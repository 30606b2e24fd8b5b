use std::collections::BTreeMap;
use std::path::{Path, PathBuf};

use anyhow::{bail, Context, Result};
use serde::de::DeserializeOwned;
use serde::{Deserialize, Serialize};

use crate::forecast::{Forecaster, MedianImputer, Preprocessor, ReturnModel, StandardScaler};
use crate::pipeline::{PipelineContext, TrainedModel};
use crate::risk::{BucketSource, CentroidClassifier, ClusterCentroid};

pub const IMPUTER_FILE: &str = "imputer.json";
pub const SCALER_FILE: &str = "scaler.json";
pub const FORECASTER_FILE: &str = "forecaster.json";
pub const CLASSIFIER_FILE: &str = "classifier.json";
pub const CLUSTERS_FILE: &str = "clusters.json";

/// Cluster centroids of one fit together with the instrument assignments it produced.
#[derive(Debug, Clone, PartialEq, Serialize, Deserialize)]
pub struct ClusterSnapshot {
    pub centroids: Vec<ClusterCentroid>,
    pub assignments: BTreeMap<String, usize>,
}

/// Where the JSON artifacts of one model snapshot live.
#[derive(Debug, Clone, PartialEq, Eq)]
pub struct ArtifactDir {
    root: PathBuf,
}

impl ArtifactDir {
    pub fn new(root: impl Into<PathBuf>) -> Self {
        Self { root: root.into() }
    }

    pub fn root(&self) -> &Path {
        &self.root
    }

    pub fn path(&self, file: &str) -> PathBuf {
        self.root.join(file)
    }

    pub fn save_model(&self, model: &TrainedModel) -> Result<()> {
        write_json(&self.path(IMPUTER_FILE), &model.preprocessor.imputer)?;
        write_json(&self.path(SCALER_FILE), &model.preprocessor.scaler)?;
        write_json(
            &self.path(FORECASTER_FILE),
            &ReturnModel::Linear(model.forecaster.clone()),
        )?;
        tracing::info!(dir = %self.root.display(), "Model artifacts written");
        Ok(())
    }

    pub fn save_clusters(&self, snapshot: &ClusterSnapshot) -> Result<()> {
        write_json(&self.path(CLUSTERS_FILE), snapshot)
    }

    pub fn save_classifier(&self, classifier: &CentroidClassifier) -> Result<()> {
        write_json(&self.path(CLASSIFIER_FILE), classifier)
    }

    pub fn load_preprocessor(&self) -> Result<Preprocessor> {
        let imputer: MedianImputer = read_json(&self.path(IMPUTER_FILE))?;
        let scaler: StandardScaler = read_json(&self.path(SCALER_FILE))?;
        if imputer.medians().len() != scaler.means().len() {
            bail!(
                "imputer has {} columns but scaler has {}",
                imputer.medians().len(),
                scaler.means().len()
            );
        }
        Ok(Preprocessor { imputer, scaler })
    }

    pub fn load_forecaster(&self) -> Result<ReturnModel> {
        let path = self.path(FORECASTER_FILE);
        let model: ReturnModel = read_json(&path)?;
        model
            .validate()
            .with_context(|| format!("invalid forecaster in {}", path.display()))?;
        Ok(model)
    }

    /// A centroid classifier wins over a cluster snapshot when both exist.
    pub fn load_bucket_source(&self) -> Result<BucketSource> {
        let classifier_path = self.path(CLASSIFIER_FILE);
        if classifier_path.exists() {
            let classifier: CentroidClassifier = read_json(&classifier_path)?;
            classifier
                .validate()
                .with_context(|| format!("invalid classifier in {}", classifier_path.display()))?;
            return Ok(BucketSource::Classifier(classifier));
        }
        let clusters_path = self.path(CLUSTERS_FILE);
        if clusters_path.exists() {
            let snapshot: ClusterSnapshot = read_json(&clusters_path)?;
            return Ok(BucketSource::Clusters {
                centroids: snapshot.centroids,
                assignments: snapshot.assignments,
            });
        }
        bail!(
            "no bucket artifact in {}: expected {} or {}",
            self.root.display(),
            CLASSIFIER_FILE,
            CLUSTERS_FILE
        )
    }

    /// Load every artifact once and build the read-only run context.
    pub fn load_context(&self) -> Result<PipelineContext> {
        let preprocessor = self.load_preprocessor()?;
        let forecaster = self.load_forecaster()?;
        let buckets = self.load_bucket_source()?;
        let ctx = PipelineContext::new(preprocessor, Box::new(forecaster), buckets)?;
        tracing::info!(
            dir = %self.root.display(),
            forecaster = ctx.forecaster().name(),
            "Artifacts loaded"
        );
        Ok(ctx)
    }
}

fn read_json<T: DeserializeOwned>(path: &Path) -> Result<T> {
    let payload = std::fs::read_to_string(path)
        .with_context(|| format!("failed to read {}", path.display()))?;
    serde_json::from_str(&payload).with_context(|| format!("failed to parse {}", path.display()))
}

fn write_json<T: Serialize>(path: &Path, value: &T) -> Result<()> {
    if let Some(parent) = path.parent() {
        std::fs::create_dir_all(parent)
            .with_context(|| format!("failed to create {}", parent.display()))?;
    }
    let json = serde_json::to_string_pretty(value)
        .with_context(|| format!("failed to serialize {}", path.display()))?;
    std::fs::write(path, json).with_context(|| format!("failed to write {}", path.display()))?;
    Ok(())
}
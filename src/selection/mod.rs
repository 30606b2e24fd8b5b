//! Positive-first top-N selection per risk bucket.

use std::cmp::Ordering;
use std::collections::BTreeMap;

use serde::{Deserialize, Serialize};

use crate::error::PipelineError;
use crate::model::recommendation::{Recommendation, RiskLabel};

/// One instrument's prediction, already placed in a bucket.
#[derive(Debug, Clone, PartialEq, Serialize, Deserialize)]
pub struct ScoredInstrument {
    pub ticker: String,
    pub risk_label: RiskLabel,
    pub predicted_return: f64,
}

impl ScoredInstrument {
    pub fn new(ticker: impl Into<String>, risk_label: RiskLabel, predicted_return: f64) -> Self {
        Self {
            ticker: ticker.into(),
            risk_label,
            predicted_return,
        }
    }
}

/// Descending by prediction, ticker ascending on exact ties.
fn by_prediction_desc(a: &ScoredInstrument, b: &ScoredInstrument) -> Ordering {
    b.predicted_return
        .total_cmp(&a.predicted_return)
        .then_with(|| a.ticker.cmp(&b.ticker))
}

/// Pick up to `n` rows labelled `label`.
///
/// Positive predictions are chosen first; if fewer than `n` exist the best
/// non-positive rows fill the remainder. The result is ranked by raw prediction
/// (1-based), so a selected positive never ranks below a backfilled row.
pub fn select_top_n(rows: &[ScoredInstrument], label: RiskLabel, n: usize) -> Vec<Recommendation> {
    let (mut positive, mut rest): (Vec<&ScoredInstrument>, Vec<&ScoredInstrument>) = rows
        .iter()
        .filter(|r| r.risk_label == label && !r.predicted_return.is_nan())
        .partition(|r| r.predicted_return > 0.0);
    let available = positive.len() + rest.len();

    positive.sort_by(|a, b| by_prediction_desc(a, b));
    rest.sort_by(|a, b| by_prediction_desc(a, b));

    let mut chosen: Vec<&ScoredInstrument> = positive.into_iter().take(n).collect();
    let backfill = n.saturating_sub(chosen.len());
    chosen.extend(rest.into_iter().take(backfill));
    chosen.sort_by(|a, b| by_prediction_desc(a, b));

    if available < n {
        let underflow = PipelineError::BucketUnderflow {
            label,
            available,
            requested: n,
        };
        tracing::info!(bucket = %label, available, requested = n, "{}", underflow);
    }

    chosen
        .into_iter()
        .enumerate()
        .map(|(i, r)| Recommendation {
            ticker: r.ticker.clone(),
            risk_label: label,
            predicted_return: r.predicted_return,
            rank: i + 1,
        })
        .collect()
}

/// [`select_top_n`] for every tier, concatenated Low, Medium, High.
pub fn select_all_buckets(rows: &[ScoredInstrument], n: usize) -> Vec<Recommendation> {
    RiskLabel::ALL
        .iter()
        .flat_map(|label| select_top_n(rows, *label, n))
        .collect()
}

/// Bucket sizes, useful for reporting underflow up front.
pub fn bucket_sizes(rows: &[ScoredInstrument]) -> BTreeMap<RiskLabel, usize> {
    let mut sizes: BTreeMap<RiskLabel, usize> = RiskLabel::ALL.iter().map(|l| (*l, 0)).collect();
    for r in rows {
        *sizes.entry(r.risk_label).or_insert(0) += 1;
    }
    sizes
}
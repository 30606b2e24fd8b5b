use std::collections::BTreeMap;

use serde::{Deserialize, Serialize};

use crate::error::{PipelineError, Result};
use crate::model::feature_row::FeatureRow;
use crate::model::recommendation::RiskLabel;

/// A fitted cluster centre reduced to the coordinate used for ordering.
#[derive(Debug, Clone, Copy, PartialEq, Serialize, Deserialize)]
pub struct ClusterCentroid {
    pub cluster_id: usize,
    pub volatility: f64,
}

#[derive(Debug, Clone, PartialEq)]
pub struct BucketAssignment<L> {
    pub by_instrument: BTreeMap<String, L>,
    pub by_cluster: BTreeMap<usize, L>,
}

pub type RiskBuckets = BucketAssignment<RiskLabel>;

/// Label clusters Low/Medium/High by ascending centroid volatility.
pub fn assign_labels(
    centroids: &[ClusterCentroid],
    assignments: &BTreeMap<String, usize>,
) -> Result<RiskBuckets> {
    assign_labels_with(centroids, assignments, &RiskLabel::ALL)
}

/// Order clusters by centroid volatility (ties by id) and hand out `tiers` in order.
///
/// The mapping depends only on the centroids passed in, so a refit model with
/// renumbered clusters still gets the same semantic labels. Instruments pointing
/// at an unknown cluster are logged and left out.
pub fn assign_labels_with<L: Copy>(
    centroids: &[ClusterCentroid],
    assignments: &BTreeMap<String, usize>,
    tiers: &[L],
) -> Result<BucketAssignment<L>> {
    if centroids.is_empty() {
        return Err(PipelineError::Artifact("no cluster centroids".to_string()));
    }
    if centroids.len() > tiers.len() {
        return Err(PipelineError::Artifact(format!(
            "{} clusters but only {} risk tiers",
            centroids.len(),
            tiers.len()
        )));
    }
    if let Some(c) = centroids.iter().find(|c| !c.volatility.is_finite()) {
        return Err(PipelineError::Artifact(format!(
            "cluster {} has non-finite volatility",
            c.cluster_id
        )));
    }

    let mut ordered: Vec<ClusterCentroid> = centroids.to_vec();
    ordered.sort_by(|a, b| {
        a.volatility
            .total_cmp(&b.volatility)
            .then(a.cluster_id.cmp(&b.cluster_id))
    });

    let mut by_cluster = BTreeMap::new();
    for (centroid, tier) in ordered.iter().zip(tiers.iter()) {
        if by_cluster.insert(centroid.cluster_id, *tier).is_some() {
            return Err(PipelineError::Artifact(format!(
                "duplicate cluster id {}",
                centroid.cluster_id
            )));
        }
    }

    let mut by_instrument = BTreeMap::new();
    for (ticker, cluster) in assignments {
        match by_cluster.get(cluster) {
            Some(label) => {
                by_instrument.insert(ticker.clone(), *label);
            }
            None => {
                tracing::warn!(ticker = %ticker, cluster, "Assignment to unknown cluster, skipping");
            }
        }
    }

    Ok(BucketAssignment {
        by_instrument,
        by_cluster,
    })
}

/// Centroid volatility as the mean `volatility_30` of each cluster's members.
///
/// Rows without an assignment are ignored. Clusters come back in id order.
pub fn centroids_from_members(
    rows: &[&FeatureRow],
    assignments: &BTreeMap<String, usize>,
) -> Vec<ClusterCentroid> {
    let mut sums: BTreeMap<usize, (f64, usize)> = BTreeMap::new();
    for row in rows {
        if let Some(cluster) = assignments.get(&row.ticker) {
            let entry = sums.entry(*cluster).or_insert((0.0, 0));
            entry.0 += row.volatility_30;
            entry.1 += 1;
        }
    }
    sums.into_iter()
        .map(|(cluster_id, (sum, n))| ClusterCentroid {
            cluster_id,
            volatility: sum / n as f64,
        })
        .collect()
}

/// Questionnaire-style score mapping: `<= 3` Low, `4..=7` Medium, `>= 8` High.
pub fn label_from_score(score: i32) -> RiskLabel {
    if score <= 3 {
        RiskLabel::Low
    } else if score <= 7 {
        RiskLabel::Medium
    } else {
        RiskLabel::High
    }
}

pub fn labels_from_scores(scores: &BTreeMap<String, i32>) -> BTreeMap<String, RiskLabel> {
    scores
        .iter()
        .map(|(ticker, score)| (ticker.clone(), label_from_score(*score)))
        .collect()
}
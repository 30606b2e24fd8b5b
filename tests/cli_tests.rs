use std::fmt::Write as _;
use std::path::Path;

use chrono::{Days, NaiveDate};
use risk_picks::artifacts::{CLUSTERS_FILE, FORECASTER_FILE, IMPUTER_FILE, SCALER_FILE};
use risk_picks::cli::run_cli;
use risk_picks::config::Config;

fn args(v: &[&str]) -> Vec<String> {
    v.iter().map(|s| s.to_string()).collect()
}

fn write_prices(path: &Path) {
    let start = NaiveDate::from_ymd_opt(2020, 6, 1).unwrap();
    let mut out = String::from("ticker,date,close\n");
    let tickers = ["SPY", "KO", "MSFT", "TSLA", "PG"];
    for (k, ticker) in tickers.iter().enumerate() {
        let mut close = 100.0 + 20.0 * k as f64;
        for t in 0..180usize {
            if t > 0 {
                let market = 0.003 * (t as f64 * 0.4).sin();
                let own = 0.002 * (k as f64 + 1.0) * (t as f64 * (0.13 + 0.07 * k as f64)).cos();
                close *= 1.0 + market * (0.5 + 0.3 * k as f64) + own;
            }
            let date = start + Days::new(t as u64);
            writeln!(out, "{},{},{:.6}", ticker, date.format("%Y-%m-%d"), close).unwrap();
        }
    }
    std::fs::write(path, out).unwrap();
}

fn config_for(dir: &Path) -> Config {
    let mut config = Config::from_toml_str("[pipeline]\nconcurrent_extraction = false\n").unwrap();
    config.artifacts.dir = dir.join("artifacts");
    config
}

#[tokio::test]
async fn train_then_recommend_from_csv_files() {
    let dir = tempfile::tempdir().unwrap();
    let prices = dir.path().join("prices.csv");
    let assignments = dir.path().join("clusters.csv");
    write_prices(&prices);
    std::fs::write(&assignments, "ticker,cluster\nKO,2\nPG,2\nMSFT,0\nTSLA,1\n").unwrap();
    let config = config_for(dir.path());

    run_cli(
        &args(&[
            "train",
            prices.to_str().unwrap(),
            assignments.to_str().unwrap(),
        ]),
        &config,
    )
    .await
    .unwrap();
    for file in [IMPUTER_FILE, SCALER_FILE, FORECASTER_FILE, CLUSTERS_FILE] {
        assert!(config.artifacts.dir.join(file).exists(), "{} missing", file);
    }

    run_cli(&args(&["recommend", prices.to_str().unwrap()]), &config)
        .await
        .unwrap();
    run_cli(
        &args(&["recommend", prices.to_str().unwrap(), "--bucket", "low", "--json"]),
        &config,
    )
    .await
    .unwrap();
    run_cli(
        &args(&["features", prices.to_str().unwrap(), "--history"]),
        &config,
    )
    .await
    .unwrap();
}

#[tokio::test]
async fn recommend_without_artifacts_fails() {
    let dir = tempfile::tempdir().unwrap();
    let prices = dir.path().join("prices.csv");
    write_prices(&prices);
    let config = config_for(dir.path());
    assert!(run_cli(&args(&["recommend", prices.to_str().unwrap()]), &config)
        .await
        .is_err());
}

#[tokio::test]
async fn bucket_for_score_validates_range() {
    let config = Config::from_toml_str("").unwrap();
    assert!(run_cli(&args(&["bucket-for-score", "7"]), &config).await.is_ok());
    assert!(run_cli(&args(&["bucket-for-score", "0"]), &config).await.is_err());
    assert!(run_cli(&args(&["bucket-for-score", "11"]), &config).await.is_err());
    assert!(run_cli(&args(&["bucket-for-score", "x"]), &config).await.is_err());
}

#[tokio::test]
async fn unknown_subcommand_and_missing_arguments_fail() {
    let config = Config::from_toml_str("").unwrap();
    assert!(run_cli(&args(&["serve"]), &config).await.is_err());
    assert!(run_cli(&args(&["train"]), &config).await.is_err());
    assert!(run_cli(&args(&[]), &config).await.is_err());
}
use serde::Serialize;

use super::{Forecaster, LinearForecaster};
use crate::error::Result;

pub const HOLDOUT_EVERY: usize = 5;
pub const CV_FOLDS: usize = 5;

#[derive(Debug, Clone, Copy, PartialEq, Serialize)]
pub struct HoldoutReport {
    pub train_rows: usize,
    pub test_rows: usize,
    pub train_mse: f64,
    /// `None` when the split leaves no test rows.
    pub test_mse: Option<f64>,
    /// Mean validation MSE over [`CV_FOLDS`] contiguous folds of the training
    /// split; `None` with fewer training rows than folds.
    pub cv_mse: Option<f64>,
}

/// Deterministic 80/20 split: every fifth row (in the given order) is held out.
pub fn holdout_split<T: Clone>(rows: &[T]) -> (Vec<T>, Vec<T>) {
    let mut train = Vec::with_capacity(rows.len());
    let mut test = Vec::with_capacity(rows.len() / HOLDOUT_EVERY + 1);
    for (i, r) in rows.iter().enumerate() {
        if i % HOLDOUT_EVERY == HOLDOUT_EVERY - 1 {
            test.push(r.clone());
        } else {
            train.push(r.clone());
        }
    }
    (train, test)
}

pub fn mse<F: Forecaster + ?Sized>(model: &F, x: &[Vec<f64>], y: &[f64]) -> Result<Option<f64>> {
    if x.is_empty() {
        return Ok(None);
    }
    let mut total = 0.0;
    for (row, target) in x.iter().zip(y) {
        let err = model.predict(row)? - target;
        total += err * err;
    }
    Ok(Some(total / x.len() as f64))
}

/// Contiguous folds in row order, like an unshuffled k-fold: the first
/// `len % k` folds take one extra row. Returns `(start, end)` ranges.
pub fn fold_bounds(len: usize, k: usize) -> Vec<(usize, usize)> {
    if k == 0 || len < k {
        return Vec::new();
    }
    let base = len / k;
    let extra = len % k;
    let mut start = 0;
    (0..k)
        .map(|fold| {
            let end = start + base + usize::from(fold < extra);
            let bounds = (start, end);
            start = end;
            bounds
        })
        .collect()
}

/// Mean out-of-fold MSE of a linear model refit on each fold's complement.
pub fn kfold_linear_mse(x: &[Vec<f64>], y: &[f64], k: usize) -> Result<Option<f64>> {
    let folds = fold_bounds(x.len(), k);
    if folds.is_empty() {
        return Ok(None);
    }
    let mut total = 0.0;
    for &(start, end) in &folds {
        let fit_x: Vec<Vec<f64>> = x[..start].iter().chain(&x[end..]).cloned().collect();
        let fit_y: Vec<f64> = y[..start].iter().chain(&y[end..]).copied().collect();
        let model = LinearForecaster::fit(&fit_x, &fit_y)?;
        total += mse(&model, &x[start..end], &y[start..end])?.unwrap_or(0.0);
    }
    Ok(Some(total / folds.len() as f64))
}

/// Fit a linear model on the training split and score both splits.
pub fn evaluate_linear_holdout(x: &[Vec<f64>], y: &[f64]) -> Result<HoldoutReport> {
    let pairs: Vec<(Vec<f64>, f64)> = x.iter().cloned().zip(y.iter().copied()).collect();
    let (train, test) = holdout_split(&pairs);
    let (train_x, train_y): (Vec<Vec<f64>>, Vec<f64>) = train.into_iter().unzip();
    let (test_x, test_y): (Vec<Vec<f64>>, Vec<f64>) = test.into_iter().unzip();

    let model = LinearForecaster::fit(&train_x, &train_y)?;
    Ok(HoldoutReport {
        train_rows: train_x.len(),
        test_rows: test_x.len(),
        train_mse: mse(&model, &train_x, &train_y)?.unwrap_or(0.0),
        test_mse: mse(&model, &test_x, &test_y)?,
        cv_mse: kfold_linear_mse(&train_x, &train_y, CV_FOLDS)?,
    })
}
use std::collections::BTreeMap;

use chrono::NaiveDate;
use serde::{Deserialize, Serialize};

pub const FEATURE_COUNT: usize = 3;
pub const FEATURE_NAMES: [&str; FEATURE_COUNT] = ["volatility_30", "momentum_30", "beta_60"];

/// Model input in column order of [`FEATURE_NAMES`]; `None` marks a missing value.
pub type FeatureVector = [Option<f64>; FEATURE_COUNT];

#[derive(Debug, Clone, PartialEq, Serialize, Deserialize)]
pub struct FeatureRow {
    pub ticker: String,
    /// Trading-day index into the instrument's price series.
    pub as_of_index: usize,
    pub as_of: NaiveDate,
    pub volatility_30: f64,
    pub momentum_30: f64,
    pub beta_60: Option<f64>,
    /// Absent on latest-snapshot rows and on history rows too close to the end.
    pub forward_return: Option<f64>,
}

impl FeatureRow {
    pub fn feature_vector(&self) -> FeatureVector {
        [Some(self.volatility_30), Some(self.momentum_30), self.beta_60]
    }

    /// Training rows need the target and a complete feature vector.
    pub fn is_training_eligible(&self) -> bool {
        self.forward_return.is_some() && self.beta_60.is_some()
    }
}

/// Feature rows for a whole universe, ordered by `(ticker, as_of_index)`.
#[derive(Debug, Clone, Default, PartialEq)]
pub struct FeatureTable {
    rows: Vec<FeatureRow>,
}

impl FeatureTable {
    pub fn from_rows(mut rows: Vec<FeatureRow>) -> Self {
        rows.sort_by(|a, b| {
            a.ticker
                .cmp(&b.ticker)
                .then(a.as_of_index.cmp(&b.as_of_index))
        });
        Self { rows }
    }

    pub fn rows(&self) -> &[FeatureRow] {
        &self.rows
    }

    pub fn len(&self) -> usize {
        self.rows.len()
    }

    pub fn is_empty(&self) -> bool {
        self.rows.is_empty()
    }

    pub fn training_rows(&self) -> Vec<&FeatureRow> {
        self.rows.iter().filter(|r| r.is_training_eligible()).collect()
    }

    /// Most recent row per ticker, in ticker order.
    pub fn latest_rows(&self) -> Vec<&FeatureRow> {
        let mut latest: BTreeMap<&str, &FeatureRow> = BTreeMap::new();
        for row in &self.rows {
            latest.insert(row.ticker.as_str(), row);
        }
        latest.into_values().collect()
    }

    pub fn tickers(&self) -> Vec<String> {
        let mut out: Vec<String> = self.rows.iter().map(|r| r.ticker.clone()).collect();
        out.dedup();
        out
    }

    pub fn into_rows(self) -> Vec<FeatureRow> {
        self.rows
    }
}
use anyhow::{bail, Context, Result};
use serde::Deserialize;
use std::path::{Path, PathBuf};

use crate::features::WindowParams;
use crate::pipeline::RunParams;

pub const DEFAULT_CONFIG_PATH: &str = "config/default.toml";

#[derive(Debug, Clone, Deserialize)]
pub struct Config {
    #[serde(default)]
    pub pipeline: PipelineConfig,
    #[serde(default)]
    pub artifacts: ArtifactsConfig,
    #[serde(default)]
    pub logging: LoggingConfig,
}

#[derive(Debug, Clone, Deserialize)]
#[serde(default)]
pub struct PipelineConfig {
    pub lookahead_days: usize,
    pub min_history_days: usize,
    pub top_n: usize,
    pub volatility_window: usize,
    pub momentum_window: usize,
    pub beta_window: usize,
    pub concurrent_extraction: bool,
    pub benchmark: String,
}

impl Default for PipelineConfig {
    fn default() -> Self {
        let windows = WindowParams::default();
        Self {
            lookahead_days: windows.lookahead_days,
            min_history_days: windows.min_history_days,
            top_n: 5,
            volatility_window: windows.volatility_window,
            momentum_window: windows.momentum_window,
            beta_window: windows.beta_window,
            concurrent_extraction: true,
            benchmark: "SPY".to_string(),
        }
    }
}

#[derive(Debug, Clone, Deserialize)]
#[serde(default)]
pub struct ArtifactsConfig {
    pub dir: PathBuf,
}

impl Default for ArtifactsConfig {
    fn default() -> Self {
        Self {
            dir: PathBuf::from("artifacts"),
        }
    }
}

#[derive(Debug, Clone, Deserialize)]
#[serde(default)]
pub struct LoggingConfig {
    pub level: String,
    pub file: PathBuf,
}

impl Default for LoggingConfig {
    fn default() -> Self {
        Self {
            level: "info".to_string(),
            file: PathBuf::from("risk-picks.log"),
        }
    }
}

impl PipelineConfig {
    pub fn window_params(&self) -> WindowParams {
        WindowParams {
            volatility_window: self.volatility_window,
            momentum_window: self.momentum_window,
            beta_window: self.beta_window,
            lookahead_days: self.lookahead_days,
            min_history_days: self.min_history_days,
        }
    }

    pub fn run_params(&self) -> RunParams {
        RunParams {
            windows: self.window_params(),
            top_n: self.top_n,
            concurrent: self.concurrent_extraction,
        }
    }

    pub fn validate(&self) -> Result<()> {
        if self.top_n == 0 {
            bail!("pipeline.top_n must be > 0");
        }
        if self.benchmark.trim().is_empty() {
            bail!("pipeline.benchmark must not be empty");
        }
        self.window_params()
            .validate()
            .context("pipeline window settings are invalid")?;
        Ok(())
    }
}

impl Config {
    /// Load `.env`, then the TOML file named by `RISK_PICKS_CONFIG` (or the default path).
    pub fn load() -> Result<Self> {
        dotenvy::dotenv().ok();

        let config_path = std::env::var("RISK_PICKS_CONFIG")
            .map(PathBuf::from)
            .unwrap_or_else(|_| PathBuf::from(DEFAULT_CONFIG_PATH));
        Self::load_from_path(&config_path)
    }

    pub fn load_from_path(config_path: &Path) -> Result<Self> {
        let config_str = std::fs::read_to_string(config_path)
            .with_context(|| format!("failed to read {}", config_path.display()))?;
        let mut config = Self::from_toml_str(&config_str)
            .with_context(|| format!("failed to parse {}", config_path.display()))?;

        if let Ok(dir) = std::env::var("RISK_PICKS_ARTIFACT_DIR") {
            if !dir.trim().is_empty() {
                config.artifacts.dir = PathBuf::from(dir);
            }
        }
        Ok(config)
    }

    pub fn from_toml_str(raw: &str) -> Result<Self> {
        let config: Config = toml::from_str(raw).context("invalid TOML configuration")?;
        config.pipeline.validate()?;
        Ok(config)
    }
}
pub mod rolling;
pub mod stats;
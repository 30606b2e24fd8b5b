use std::fmt;
use std::str::FromStr;

use serde::{Deserialize, Serialize};

/// Ordinal risk tier. `Low < Medium < High`.
#[derive(Debug, Clone, Copy, PartialEq, Eq, PartialOrd, Ord, Hash, Serialize, Deserialize)]
pub enum RiskLabel {
    Low,
    Medium,
    High,
}

impl RiskLabel {
    /// All tiers, lowest risk first.
    pub const ALL: [RiskLabel; 3] = [RiskLabel::Low, RiskLabel::Medium, RiskLabel::High];

    pub fn as_str(self) -> &'static str {
        match self {
            Self::Low => "Low",
            Self::Medium => "Medium",
            Self::High => "High",
        }
    }
}

impl fmt::Display for RiskLabel {
    fn fmt(&self, f: &mut fmt::Formatter<'_>) -> fmt::Result {
        f.write_str(self.as_str())
    }
}

impl FromStr for RiskLabel {
    type Err = String;

    fn from_str(s: &str) -> Result<Self, Self::Err> {
        match s.trim().to_ascii_lowercase().as_str() {
            "low" => Ok(Self::Low),
            "medium" => Ok(Self::Medium),
            "high" => Ok(Self::High),
            other => Err(format!(
                "unknown risk label `{}`, expected one of: Low|Medium|High",
                other
            )),
        }
    }
}

#[derive(Debug, Clone, PartialEq, Serialize, Deserialize)]
pub struct Recommendation {
    pub ticker: String,
    pub risk_label: RiskLabel,
    pub predicted_return: f64,
    /// 1-based position within the bucket.
    pub rank: usize,
}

- PROBLEM REQUIREMENTS
Given the word "NaiveDate", show every line of the records that contains it.

- SOLVED PROBLEM
use chrono::{Days, NaiveDate};
    let start = NaiveDate::from_ymd_opt(2020, 6, 1).unwrap();
use chrono::NaiveDate;
    pub as_of: NaiveDate,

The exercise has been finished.